El conflicto bélico que enfrenta a Rusia y Ucrania, iniciado hace cuatro años, ha transformado a ambos países en líderes mundiales en el uso de drones en la guerra, un tema que se aborda en profundidad en nuestra actualización sobre el conflicto Ucrania-Rusia. Actualmente, un 70% de las bajas en el frente son causadas por estos dispositivos, que resultan más económicos que los medios necesarios para neutralizarlos.
Desarrollo de la tecnología de drones
En el frente de Zaporiya, un soldado ucraniano maneja un dron multipropósito Leleka 100, reflejando la consolidación de Ucrania como una potencia en desarrollo de drones. En el campo de batalla, pequeños drones con ruedas y orugas se lanzan desde vehículos, equipados con cámaras y antenas, y algunos con minas o cohetes RPG antitanque. Estos dispositivos son controlados remotamente, enviando imágenes y señales a un centro de mando donde se toman decisiones estratégicas.
“La verdad, en Occidente nos deja boquiabiertos”, comenta un coronel español sobre la evolución del armamento robótico en Ucrania.
Innovación en Ucrania
El gobierno ucraniano, a través de iniciativas como la plataforma industrial Brave 1, ha fomentado un ecosistema de start-ups dedicado al desarrollo de tecnología de defensa. Estas iniciativas cuentan con el apoyo de 45 entidades europeas y la participación activa de la diáspora ucraniana, quienes contribuyen con recursos y propuestas innovadoras.
Enfoque ruso
Por otro lado, Rusia ha optado por la creación de grandes plantas de producción de drones en la república de Tartaristán y Moscú, desarrollando un centro de experimentación denominado Rubicón. Este enfoque se centra en la producción masiva y el despliegue de grandes cantidades de drones, los cuales operan en un frente de 1.500 kilómetros.
Impacto en el campo de batalla
Los drones han revolucionado el escenario bélico, siendo comparados con la introducción del tanque o el submarino en guerras pasadas. Un alto oficial del ministerio de Defensa español destaca que la integración de drones y vehículos autónomos con inteligencia artificial representa un cambio histórico en la guerra moderna.
Desafíos y consecuencias
Los sistemas no tripulados han generado un impacto significativo en la estrategia militar, causando terror tanto en combatientes como en civiles. Las emboscadas robóticas y los bombardeos con drones kamikaze son una constante en el conflicto, lo que plantea nuevos desafíos éticos y legales en cuanto a la atribución de crímenes de guerra.

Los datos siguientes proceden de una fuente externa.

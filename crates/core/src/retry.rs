//! Retry backoff applied when a task is claimed.

use core::str::FromStr;
use std::time::Duration;

use serde::{Deserialize, Serialize};

use crate::error::ConfigError;

/// Backoff function for the next processing time after a claim.
///
/// With `a` the attempt count before the claim and `r` the retry interval:
/// linear waits `r`, arithmetic waits `(1 + 2a) * r`, geometric waits `2^a * r`.
/// The database evaluates the formula inside the claim statement.
#[derive(Debug, Clone, Copy, PartialEq, Eq, Hash, Serialize, Deserialize)]
#[serde(rename_all = "snake_case")]
pub enum TaskRetryType {
    LinearBackoff,
    ArithmeticBackoff,
    GeometricBackoff,
}

impl Default for TaskRetryType {
    fn default() -> Self {
        Self::GeometricBackoff
    }
}

impl TaskRetryType {
    pub fn as_str(&self) -> &'static str {
        match self {
            TaskRetryType::LinearBackoff => "linear_backoff",
            TaskRetryType::ArithmeticBackoff => "arithmetic_backoff",
            TaskRetryType::GeometricBackoff => "geometric_backoff",
        }
    }

    /// Delay the claim statement adds to `now`, computed client side.
    ///
    /// Saturates instead of overflowing for very large attempt counts.
    pub fn backoff(&self, attempt: u64, retry_interval: Duration) -> Duration {
        let factor = match self {
            TaskRetryType::LinearBackoff => 1,
            TaskRetryType::ArithmeticBackoff => attempt.saturating_mul(2).saturating_add(1),
            TaskRetryType::GeometricBackoff => {
                if attempt >= u64::from(u64::BITS) {
                    u64::MAX
                } else {
                    1u64 << attempt
                }
            }
        };
        Duration::from_secs(retry_interval.as_secs().saturating_mul(factor))
    }
}

impl core::fmt::Display for TaskRetryType {
    fn fmt(&self, f: &mut core::fmt::Formatter<'_>) -> core::fmt::Result {
        f.write_str(self.as_str())
    }
}

impl FromStr for TaskRetryType {
    type Err = ConfigError;

    /// Accepts `linear`, `arithmetic`, `geometric`, with or without a
    /// `_backoff` suffix, in any case.
    fn from_str(s: &str) -> Result<Self, Self::Err> {
        let normalized = s.trim().to_ascii_lowercase();
        let kind = normalized.strip_suffix("_backoff").unwrap_or(&normalized);
        match kind {
            "linear" => Ok(Self::LinearBackoff),
            "arithmetic" => Ok(Self::ArithmeticBackoff),
            "geometric" => Ok(Self::GeometricBackoff),
            _ => Err(ConfigError::UnknownRetryType(s.to_string())),
        }
    }
}

/// Retry policy of one queue, passed to every claim.
#[derive(Debug, Clone, Copy, PartialEq, Eq, Hash, Serialize, Deserialize)]
pub struct PickTaskSettings {
    pub retry_type: TaskRetryType,
    /// Base retry interval. Sent to the database in whole seconds.
    #[serde(rename = "retry_interval_secs", with = "duration_secs")]
    pub retry_interval: Duration,
}

impl PickTaskSettings {
    pub fn new(retry_type: TaskRetryType, retry_interval: Duration) -> Self {
        Self {
            retry_type,
            retry_interval,
        }
    }

    /// Retry interval as a bindable whole-second count.
    pub fn retry_interval_secs(&self) -> i64 {
        i64::try_from(self.retry_interval.as_secs()).unwrap_or(i64::MAX)
    }
}

impl Default for PickTaskSettings {
    fn default() -> Self {
        Self::new(TaskRetryType::default(), Duration::from_secs(60))
    }
}

mod duration_secs {
    use std::time::Duration;

    use serde::{Deserialize, Deserializer, Serializer};

    pub fn serialize<S: Serializer>(value: &Duration, serializer: S) -> Result<S::Ok, S::Error> {
        serializer.serialize_u64(value.as_secs())
    }

    pub fn deserialize<'de, D: Deserializer<'de>>(deserializer: D) -> Result<Duration, D::Error> {
        u64::deserialize(deserializer).map(Duration::from_secs)
    }
}

#[cfg(test)]
mod tests {
    use super::*;
    use proptest::prelude::*;

    const TEN: Duration = Duration::from_secs(10);

    #[test]
    fn backoff_at_attempt_zero_is_one_interval() {
        for kind in [
            TaskRetryType::LinearBackoff,
            TaskRetryType::ArithmeticBackoff,
            TaskRetryType::GeometricBackoff,
        ] {
            assert_eq!(kind.backoff(0, TEN), TEN, "{kind}");
        }
    }

    #[test]
    fn backoff_at_attempt_two() {
        assert_eq!(TaskRetryType::LinearBackoff.backoff(2, TEN), Duration::from_secs(10));
        assert_eq!(TaskRetryType::ArithmeticBackoff.backoff(2, TEN), Duration::from_secs(50));
        assert_eq!(TaskRetryType::GeometricBackoff.backoff(2, TEN), Duration::from_secs(40));
    }

    #[test]
    fn geometric_backoff_saturates() {
        assert_eq!(
            TaskRetryType::GeometricBackoff.backoff(200, TEN),
            Duration::from_secs(u64::MAX)
        );
    }

    #[test]
    fn parses_short_and_long_names() {
        assert_eq!("linear".parse::<TaskRetryType>().unwrap(), TaskRetryType::LinearBackoff);
        assert_eq!(
            "ARITHMETIC_BACKOFF".parse::<TaskRetryType>().unwrap(),
            TaskRetryType::ArithmeticBackoff
        );
        assert_eq!(
            "geometric_backoff".parse::<TaskRetryType>().unwrap(),
            TaskRetryType::GeometricBackoff
        );
        assert_eq!(
            "fibonacci".parse::<TaskRetryType>().unwrap_err(),
            ConfigError::UnknownRetryType("fibonacci".into())
        );
    }

    #[test]
    fn settings_serialize_interval_in_seconds() {
        let settings = PickTaskSettings::new(TaskRetryType::LinearBackoff, Duration::from_millis(90_500));
        let json = serde_json::to_value(settings).unwrap();
        assert_eq!(
            json,
            serde_json::json!({"retry_type": "linear_backoff", "retry_interval_secs": 90})
        );
        assert_eq!(settings.retry_interval_secs(), 90);
    }

    proptest! {
        #![proptest_config(ProptestConfig {
            cases: 256,
            ..ProptestConfig::default()
        })]

        /// Property: linear backoff ignores the attempt count.
        #[test]
        fn linear_is_constant(a in 0u64..10_000, r in 0u64..100_000) {
            let r = Duration::from_secs(r);
            prop_assert_eq!(TaskRetryType::LinearBackoff.backoff(a, r), r);
        }

        /// Property: each extra attempt adds two intervals to arithmetic backoff.
        #[test]
        fn arithmetic_steps_by_two_intervals(a in 0u64..10_000, r in 0u64..100_000) {
            let r_d = Duration::from_secs(r);
            let next = TaskRetryType::ArithmeticBackoff.backoff(a + 1, r_d);
            let this = TaskRetryType::ArithmeticBackoff.backoff(a, r_d);
            prop_assert_eq!(next - this, Duration::from_secs(2 * r));
        }

        /// Property: geometric backoff doubles per attempt while it fits.
        #[test]
        fn geometric_doubles(a in 0u64..20, r in 0u64..100_000) {
            let r = Duration::from_secs(r);
            let next = TaskRetryType::GeometricBackoff.backoff(a + 1, r);
            let this = TaskRetryType::GeometricBackoff.backoff(a, r);
            prop_assert_eq!(next, this * 2);
        }
    }
}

“Las revoluciones hay que interpretarlas bien. Aunque ciertas condiciones del frente ucraniano no se reproducirán exactamente en otros contextos, la interacción entre drones, humanos y vehículos nodriza será esencial en los inicios de una guerra”, señala el alto oficial.
Estadísticas alarmantes
Durante enero, según el Institute for the Study of War (ISW) y el Royal United Services Institute (RUSI), Ucrania experimentó un promedio de 143 drones rusos por noche, con picos de hasta 425. La defensa ucraniana ha reportado más de 19.000 incursiones de drones en su territorio durante el año 2025, evidenciando la magnitud del fenómeno.
La utilización de drones en la guerra actual no solo redefine las estrategias militares, sino que también plantea interrogantes sobre el futuro de los conflictos y la necesidad de regulaciones internacionales que aborden las implicaciones éticas y legales de estas tecnologías.